Tuesday, April 18, 2006

Brand Extension is Brand Extinction!

“Lux is soap, right?”

“Yeah, why”?

“I am told it is now shampoo too”?

"Bull”!

“No, I am serious.”

“Come on, who would ever use Lux on their head”?

Well, it turns out not many did and Lux shampoo is dying in the shelves. Maybe dead and gone by now. Looks like nobody at Hindustan Lever used their heads in the first place. But, hey wait. Lux stands for glamour. And people want glamorous hair, don’t they. And Lux is a great brand, isn’t it. So why should Lux shampoo die?

Well, the question is so good that it is stupid! And the next 1,788 words in this column explore this very question and more.

We are talking about a silent killer here; call it an epidemic if you will, which is spreading across the Marketing landscape. It goes by the name Brand Extension. Brand Extinction would be a more apt name for it!

Let’s go back to Lux again. Yes, the Indian woman wanted glamour; wanted to be like her favourite actresses; and got it with Lux – but make no mistake about this, she got it all with Lux soap. She just used the name ‘Lux’ as a surrogate for soap and that was Lux’s reason for success.

It made the brand stand for the generic.

In other words, she bought glamour in soap form and called it Lux. So what happened when Lux shampoo came by? She could not bear to use soap on her hair. So Lux shampoo had to die. It was destined to die. And, it will, if it hasn’t so far.

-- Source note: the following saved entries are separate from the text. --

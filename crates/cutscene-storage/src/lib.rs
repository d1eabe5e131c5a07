//! Key/value stores implementing `KeyValueStore`.

pub mod json_file_store;
pub mod memory_store;

pub use json_file_store::JsonFileStore;
pub use memory_store::InMemoryStore;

No matter how we all live, we like to simplify life. Simplification includes slotting the best brand (in our mind) in a category and using them interchangeably. Pepsi is Cola. Mach III is razor. NIIT is Computers. The Hindu is Newspaper. This is the pinnacle of branding – making the brand stand for the category. “Can I have today’s Hindu please?” No need to say “Can I have today’s Hindu newspaper?” ‘The Hindu’ has over the years made the brand stand for the generic. And when you extend the brand you shake the very foundations of the brand in the mind of the consumer.

Here’s how.

The Hindu means credibility; The Hindu means authenticity; The Hindu means trust. But what are buried within these traits are things that the consumer would not be able to articulate nor would the marketers of The Hindu be able to figure out. The Hindu is English; The Hindu is a daily; The Hindu is newspaper.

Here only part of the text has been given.